[Dataset entries]

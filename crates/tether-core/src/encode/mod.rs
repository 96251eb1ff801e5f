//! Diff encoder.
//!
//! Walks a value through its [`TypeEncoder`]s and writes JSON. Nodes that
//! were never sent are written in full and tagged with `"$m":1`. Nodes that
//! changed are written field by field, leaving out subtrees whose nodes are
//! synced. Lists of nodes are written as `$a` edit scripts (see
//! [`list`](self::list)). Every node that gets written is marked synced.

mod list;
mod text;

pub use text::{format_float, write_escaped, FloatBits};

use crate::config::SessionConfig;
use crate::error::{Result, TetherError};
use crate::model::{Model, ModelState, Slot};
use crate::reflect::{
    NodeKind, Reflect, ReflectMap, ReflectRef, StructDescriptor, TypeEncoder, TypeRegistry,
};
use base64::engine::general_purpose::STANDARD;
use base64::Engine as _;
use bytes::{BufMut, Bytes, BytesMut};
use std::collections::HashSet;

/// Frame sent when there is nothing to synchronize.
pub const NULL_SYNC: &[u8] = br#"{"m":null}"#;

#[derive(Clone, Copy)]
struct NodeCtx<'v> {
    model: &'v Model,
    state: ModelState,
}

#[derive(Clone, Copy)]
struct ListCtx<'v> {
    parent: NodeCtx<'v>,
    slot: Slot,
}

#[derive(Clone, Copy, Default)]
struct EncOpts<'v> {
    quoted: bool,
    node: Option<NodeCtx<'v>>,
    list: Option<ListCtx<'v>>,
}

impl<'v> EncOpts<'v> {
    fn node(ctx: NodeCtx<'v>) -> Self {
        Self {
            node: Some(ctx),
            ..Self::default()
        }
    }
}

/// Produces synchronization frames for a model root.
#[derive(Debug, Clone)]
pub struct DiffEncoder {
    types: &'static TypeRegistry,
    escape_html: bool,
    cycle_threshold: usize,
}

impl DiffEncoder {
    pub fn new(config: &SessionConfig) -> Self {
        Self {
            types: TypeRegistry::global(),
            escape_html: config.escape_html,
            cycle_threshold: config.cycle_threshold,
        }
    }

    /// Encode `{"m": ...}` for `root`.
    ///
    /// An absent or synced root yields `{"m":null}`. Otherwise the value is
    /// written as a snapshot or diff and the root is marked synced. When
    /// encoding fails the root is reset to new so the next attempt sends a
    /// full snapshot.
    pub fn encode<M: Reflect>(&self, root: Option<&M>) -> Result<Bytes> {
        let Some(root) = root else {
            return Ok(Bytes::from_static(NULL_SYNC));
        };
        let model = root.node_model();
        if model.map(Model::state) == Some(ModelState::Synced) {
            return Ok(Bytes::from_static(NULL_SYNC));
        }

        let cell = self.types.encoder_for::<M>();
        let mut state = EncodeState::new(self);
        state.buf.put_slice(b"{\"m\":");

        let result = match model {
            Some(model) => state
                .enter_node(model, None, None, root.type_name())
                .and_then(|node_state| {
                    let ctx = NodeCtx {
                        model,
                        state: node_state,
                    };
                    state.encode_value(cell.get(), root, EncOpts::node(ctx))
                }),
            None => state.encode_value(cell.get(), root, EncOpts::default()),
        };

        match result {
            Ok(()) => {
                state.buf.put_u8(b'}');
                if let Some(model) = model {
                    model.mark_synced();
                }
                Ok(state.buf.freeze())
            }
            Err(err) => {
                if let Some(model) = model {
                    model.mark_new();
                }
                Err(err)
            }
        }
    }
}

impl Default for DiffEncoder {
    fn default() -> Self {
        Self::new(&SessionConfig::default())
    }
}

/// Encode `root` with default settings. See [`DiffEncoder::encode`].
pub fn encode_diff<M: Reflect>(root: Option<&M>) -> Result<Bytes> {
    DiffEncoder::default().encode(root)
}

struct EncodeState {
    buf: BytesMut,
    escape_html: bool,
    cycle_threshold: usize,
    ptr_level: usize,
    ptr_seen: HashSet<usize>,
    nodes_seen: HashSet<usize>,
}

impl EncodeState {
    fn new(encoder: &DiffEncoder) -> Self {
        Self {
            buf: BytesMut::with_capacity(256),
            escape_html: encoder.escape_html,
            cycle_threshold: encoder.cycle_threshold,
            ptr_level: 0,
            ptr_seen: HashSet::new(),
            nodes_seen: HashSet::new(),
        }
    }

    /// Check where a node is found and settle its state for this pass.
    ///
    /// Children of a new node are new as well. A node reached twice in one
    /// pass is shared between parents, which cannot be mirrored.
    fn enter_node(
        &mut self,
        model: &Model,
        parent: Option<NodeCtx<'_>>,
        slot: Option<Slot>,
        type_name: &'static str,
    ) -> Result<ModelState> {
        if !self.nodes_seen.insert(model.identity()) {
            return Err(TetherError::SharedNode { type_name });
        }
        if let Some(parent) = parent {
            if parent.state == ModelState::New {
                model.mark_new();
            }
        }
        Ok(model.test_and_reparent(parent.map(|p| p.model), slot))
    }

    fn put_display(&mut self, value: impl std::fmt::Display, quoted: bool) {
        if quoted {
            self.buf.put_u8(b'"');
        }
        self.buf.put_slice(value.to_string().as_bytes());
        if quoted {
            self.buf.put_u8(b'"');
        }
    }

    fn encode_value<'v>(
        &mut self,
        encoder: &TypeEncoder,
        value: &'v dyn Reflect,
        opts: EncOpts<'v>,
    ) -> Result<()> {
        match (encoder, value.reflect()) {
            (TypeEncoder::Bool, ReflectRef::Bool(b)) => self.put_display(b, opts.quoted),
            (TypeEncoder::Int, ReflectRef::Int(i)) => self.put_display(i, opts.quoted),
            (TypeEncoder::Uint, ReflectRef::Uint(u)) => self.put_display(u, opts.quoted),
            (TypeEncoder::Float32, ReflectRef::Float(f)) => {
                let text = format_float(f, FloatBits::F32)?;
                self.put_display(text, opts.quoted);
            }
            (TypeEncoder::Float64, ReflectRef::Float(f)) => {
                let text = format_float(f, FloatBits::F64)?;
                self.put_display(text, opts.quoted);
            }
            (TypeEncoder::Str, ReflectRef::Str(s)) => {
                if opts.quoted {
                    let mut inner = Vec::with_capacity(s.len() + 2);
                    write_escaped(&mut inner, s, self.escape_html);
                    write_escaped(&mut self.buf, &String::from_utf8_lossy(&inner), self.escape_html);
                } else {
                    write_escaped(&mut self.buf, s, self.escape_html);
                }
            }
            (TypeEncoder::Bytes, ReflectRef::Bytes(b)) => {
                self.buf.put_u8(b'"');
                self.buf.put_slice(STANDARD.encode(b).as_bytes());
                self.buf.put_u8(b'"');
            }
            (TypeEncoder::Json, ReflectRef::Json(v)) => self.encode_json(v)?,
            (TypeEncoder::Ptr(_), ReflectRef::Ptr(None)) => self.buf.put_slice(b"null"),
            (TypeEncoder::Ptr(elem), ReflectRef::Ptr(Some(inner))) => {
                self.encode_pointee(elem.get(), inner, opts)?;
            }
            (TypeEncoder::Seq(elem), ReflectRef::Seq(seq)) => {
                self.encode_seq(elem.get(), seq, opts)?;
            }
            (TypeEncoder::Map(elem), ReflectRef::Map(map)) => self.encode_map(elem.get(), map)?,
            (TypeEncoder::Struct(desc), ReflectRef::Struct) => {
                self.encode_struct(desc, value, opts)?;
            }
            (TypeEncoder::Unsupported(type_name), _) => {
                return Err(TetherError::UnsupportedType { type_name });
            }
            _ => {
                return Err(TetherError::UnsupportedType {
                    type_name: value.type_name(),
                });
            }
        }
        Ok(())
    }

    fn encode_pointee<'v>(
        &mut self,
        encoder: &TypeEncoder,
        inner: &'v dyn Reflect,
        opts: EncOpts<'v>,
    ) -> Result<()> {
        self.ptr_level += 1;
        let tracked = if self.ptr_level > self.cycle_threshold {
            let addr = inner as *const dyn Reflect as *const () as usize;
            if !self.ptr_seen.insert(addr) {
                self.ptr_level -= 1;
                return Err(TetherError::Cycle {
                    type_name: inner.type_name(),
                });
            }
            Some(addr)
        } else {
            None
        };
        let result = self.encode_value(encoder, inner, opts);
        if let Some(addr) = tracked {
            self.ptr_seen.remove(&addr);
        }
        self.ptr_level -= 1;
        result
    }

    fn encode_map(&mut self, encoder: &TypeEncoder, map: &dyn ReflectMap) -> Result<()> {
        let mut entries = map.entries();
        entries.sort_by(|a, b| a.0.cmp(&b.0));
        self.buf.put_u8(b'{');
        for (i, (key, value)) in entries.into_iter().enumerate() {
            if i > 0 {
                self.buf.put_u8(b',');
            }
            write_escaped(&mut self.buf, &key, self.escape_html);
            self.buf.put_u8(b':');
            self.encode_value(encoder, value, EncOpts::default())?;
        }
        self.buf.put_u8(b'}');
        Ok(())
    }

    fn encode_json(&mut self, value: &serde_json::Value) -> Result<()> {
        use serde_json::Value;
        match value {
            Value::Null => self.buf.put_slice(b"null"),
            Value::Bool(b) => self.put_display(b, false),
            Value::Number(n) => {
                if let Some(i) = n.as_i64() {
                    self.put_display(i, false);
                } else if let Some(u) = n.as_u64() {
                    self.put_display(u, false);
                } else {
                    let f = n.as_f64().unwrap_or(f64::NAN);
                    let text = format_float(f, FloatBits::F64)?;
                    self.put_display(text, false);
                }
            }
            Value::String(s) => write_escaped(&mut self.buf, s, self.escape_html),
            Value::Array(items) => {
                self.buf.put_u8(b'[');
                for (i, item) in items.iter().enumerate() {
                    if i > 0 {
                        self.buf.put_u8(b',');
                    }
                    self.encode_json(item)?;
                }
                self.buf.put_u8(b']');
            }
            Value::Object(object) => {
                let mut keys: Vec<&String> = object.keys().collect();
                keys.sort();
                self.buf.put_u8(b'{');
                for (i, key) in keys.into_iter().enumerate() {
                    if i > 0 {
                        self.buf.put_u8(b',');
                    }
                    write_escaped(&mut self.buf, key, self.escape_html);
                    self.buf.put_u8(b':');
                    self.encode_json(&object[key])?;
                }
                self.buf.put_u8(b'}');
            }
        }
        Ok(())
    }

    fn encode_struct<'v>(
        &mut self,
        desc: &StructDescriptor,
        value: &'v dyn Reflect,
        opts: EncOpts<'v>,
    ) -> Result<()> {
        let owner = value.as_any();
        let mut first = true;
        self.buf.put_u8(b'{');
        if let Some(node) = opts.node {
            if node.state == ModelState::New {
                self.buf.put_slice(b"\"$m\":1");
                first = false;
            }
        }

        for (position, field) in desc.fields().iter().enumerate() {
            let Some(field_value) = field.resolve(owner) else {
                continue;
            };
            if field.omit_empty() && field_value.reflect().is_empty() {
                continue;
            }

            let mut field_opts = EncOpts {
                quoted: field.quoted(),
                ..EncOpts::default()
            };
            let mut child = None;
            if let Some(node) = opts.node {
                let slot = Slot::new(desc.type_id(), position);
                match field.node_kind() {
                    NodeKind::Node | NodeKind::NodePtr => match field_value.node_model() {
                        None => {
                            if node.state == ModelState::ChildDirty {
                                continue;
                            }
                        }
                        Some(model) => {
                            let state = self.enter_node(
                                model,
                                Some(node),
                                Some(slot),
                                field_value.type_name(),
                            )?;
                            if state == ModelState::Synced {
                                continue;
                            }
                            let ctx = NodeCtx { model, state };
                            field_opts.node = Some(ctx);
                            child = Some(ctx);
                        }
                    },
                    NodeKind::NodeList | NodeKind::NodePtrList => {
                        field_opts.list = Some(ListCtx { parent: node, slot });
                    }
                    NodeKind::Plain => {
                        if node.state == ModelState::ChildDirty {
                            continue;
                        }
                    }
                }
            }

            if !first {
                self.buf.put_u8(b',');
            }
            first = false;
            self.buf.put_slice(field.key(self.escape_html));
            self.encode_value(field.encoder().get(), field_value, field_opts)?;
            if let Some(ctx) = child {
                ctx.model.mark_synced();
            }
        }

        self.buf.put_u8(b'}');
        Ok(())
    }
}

# Brief
Extract each line from the entries above that contains the string "inner".

# Solution for this problem
                    let mut inner = Vec::with_capacity(s.len() + 2);
                    write_escaped(&mut inner, s, self.escape_html);
                    write_escaped(&mut self.buf, &String::from_utf8_lossy(&inner), self.escape_html);
            (TypeEncoder::Ptr(elem), ReflectRef::Ptr(Some(inner))) => {
                self.encode_pointee(elem.get(), inner, opts)?;
        inner: &'v dyn Reflect,
            let addr = inner as *const dyn Reflect as *const () as usize;
                    type_name: inner.type_name(),
        let result = self.encode_value(encoder, inner, opts);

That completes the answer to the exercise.